Efeu profitiert von höheren Temperaturen
Zum Wandel in der Natur gehört nicht nur das Seltenwerden oder das Verschwinden, sondern auch die Zunahme anderer Arten: Im Rotbuchenwald der Ökologiestation gilt dies zum Beispiel für das deutlich häufiger gewordene Hexenkraut – doch worin die Ursachen liegen, ist unbekannt, so Martina Schnaidt.
Die starke Zunahme von Efeu auf dem Stationsgelände lasse sich jedoch plausibel durch den Klimawandel erklären, denn diese kletternde und kriechende Pflanze profitiert von höheren Temperaturen. „In den Jahren, als es noch lange kalte Winter gab, ist Efeu abgefroren – das ist heute nicht mehr der Fall“, sagt sie. Und als sie die Kräuter am Waldboden zeigt, fällt dort der Keimling einer weiteren Gehölzart auf: Die Spätblühende Traubenkirsche wird offenbar auch vom Klimawandel begünstigt, da sie von Sommertrockenheit profitiert.
Doch die Einschleppung von Arten aus anderen Kontinenten spielt eine ebenso wichtige Rolle für den Wandel in der Natur wie Klimaveränderungen: „Besonders das Drüsige Springkraut, das ursprünglich aus dem Himalaya stammt, hat sich in Bremen-Nord extrem ausgebreitet. Es gilt als invasive Art, die vor allem feuchte bis nasse Standorte dominiert, zum Beispiel an der Lesum“, berichtet Schnaidt.
Ein weiterer Faktor, der zu drastischem Wandel in der Natur führt, ist eindeutig: die Zunahme von Stickstoff, bedingt durch den starken Einsatz von Dünger in der Landwirtschaft. „Arten, die bereits sehr häufig sind, wie die Brennnessel, werden durch Stickstoff gefördert – der auch durch die Luft transportiert wird“, weiß Martina Schnaidt.
Um ökologischen Wandel zu verstehen, muss das Interagieren vieler Arten untereinander und mit ihrer Umwelt erfasst werden, sagt sie: Klimawandel, Nährstoffeinträge und Entwässerungen bis hin zum Ausfall von Blütenbesuchern wirken oft miteinander verzahnt.
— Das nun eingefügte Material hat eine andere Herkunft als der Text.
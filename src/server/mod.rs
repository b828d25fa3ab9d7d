//! TCP front-end: accept loop, per-connection workers, and the periodic
//! timestamp task, generic over the backing [`CommandStore`].

pub mod connection;
pub mod registry;
pub mod seek;
pub mod timestamp;

use crate::error::Result;
use crate::store::CommandStore;
use parking_lot::Mutex;
use registry::WorkerRegistry;
use socket2::{Domain, Protocol, Socket, Type};
use std::net::{Ipv4Addr, SocketAddr, TcpListener};
use std::path::PathBuf;
use std::sync::atomic::{AtomicBool, Ordering};
use std::sync::Arc;
use std::thread;
use std::time::Duration;
use tracing::{error, info, warn};

/// Growth increment for a worker's per-connection read buffer, and the
/// chunk size used when streaming a reply back to the client.
pub const READ_CHUNK: usize = 512;

/// How often the accept loop re-checks the run flag while no connection is
/// pending. `std::net::TcpListener` doesn't surface `EINTR` the way a raw
/// blocking `accept(2)` does, so the listener is set non-blocking and
/// polled instead — functionally equivalent interruptibility.
const ACCEPT_POLL_INTERVAL: Duration = Duration::from_millis(100);

/// The TCP front-end. Generic over the store so the accept loop and worker
/// logic are shared between the in-process log and an external character
/// device.
pub struct Server<S: CommandStore> {
    store: Arc<S>,
    mutex: Arc<Mutex<()>>,
    run_flag: Arc<AtomicBool>,
    port: u16,
    read_chunk: usize,
    /// Backing file to remove on clean shutdown; only meaningful (and only
    /// ever `Some`) when `S::IS_IN_PROCESS_LOG`.
    data_file: Option<PathBuf>,
}

impl<S: CommandStore + 'static> Server<S> {
    pub fn new(store: Arc<S>, port: u16, run_flag: Arc<AtomicBool>, data_file: Option<PathBuf>) -> Self {
        Self {
            store,
            mutex: Arc::new(Mutex::new(())),
            run_flag,
            port,
            read_chunk: READ_CHUNK,
            data_file,
        }
    }

    /// Bind, listen, and run the accept loop until the run flag clears.
    /// Joins all in-flight workers before returning.
    pub fn run(&self) -> Result<()> {
        let listener = self.bind()?;
        info!("listening on port {}", self.port);

        let (stop_tx, stop_rx) = crossbeam_channel::bounded(0);
        let timestamp_handle = S::IS_IN_PROCESS_LOG
            .then(|| timestamp::spawn(Arc::clone(&self.store), Arc::clone(&self.mutex), stop_rx));

        let mut registry = WorkerRegistry::new();

        while self.run_flag.load(Ordering::SeqCst) {
            match listener.accept() {
                Ok((stream, addr)) => {
                    let store = Arc::clone(&self.store);
                    let mutex = Arc::clone(&self.mutex);
                    let read_chunk = self.read_chunk;
                    registry.push(thread::spawn(move || {
                        connection::handle(store, mutex, stream, addr, read_chunk);
                    }));
                }
                Err(e) if e.kind() == std::io::ErrorKind::WouldBlock => {
                    thread::sleep(ACCEPT_POLL_INTERVAL);
                }
                Err(e) => {
                    error!("failed to accept client: {}", e);
                    break;
                }
            }
        }

        info!("caught signal, exiting");
        registry.join_all();

        if let Some(handle) = timestamp_handle {
            let _ = stop_tx.send(());
            let _ = handle.join();
        }

        if S::IS_IN_PROCESS_LOG {
            if let Some(path) = &self.data_file {
                if let Err(e) = std::fs::remove_file(path) {
                    if e.kind() != std::io::ErrorKind::NotFound {
                        warn!("failed to remove backing file {}: {}", path.display(), e);
                    }
                }
            }
        }

        Ok(())
    }

    fn bind(&self) -> Result<TcpListener> {
        let addr = SocketAddr::from((Ipv4Addr::UNSPECIFIED, self.port));
        let socket = Socket::new(Domain::IPV4, Type::STREAM, Some(Protocol::TCP))?;
        if let Err(e) = socket.set_reuse_address(true) {
            warn!("failed to set SO_REUSEADDR: {}", e);
        }
        socket.bind(&addr.into())?;
        socket.listen(1)?;
        socket.set_nonblocking(true)?;
        Ok(socket.into())
    }
}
Höhere Temperaturen infolge des Klimawandels wirken jedoch direkt auf die Wachstums- und Entwicklungsprozesse der Pflanzen ein: „Viele Kräuter und Bäume blühen inzwischen weit früher im Jahr – wie zum Beispiel in diesem Jahr die Obstbäume. Doch viele Insektenarten, wie zum Beispiel Honigbienen, waren auf die um zwei bis drei Wochen vorverlegte Blütezeit nicht eingestellt. Sie konnten deshalb ihre Bestäubungsdienste an Äpfeln und anderen Obstarten kaum erfüllen – das synchrone Auftreten von Blütenpflanzen und Insektenbestäubern werde durch den Klimawandel auseinandergerissen", sagt Martina Schnaidt.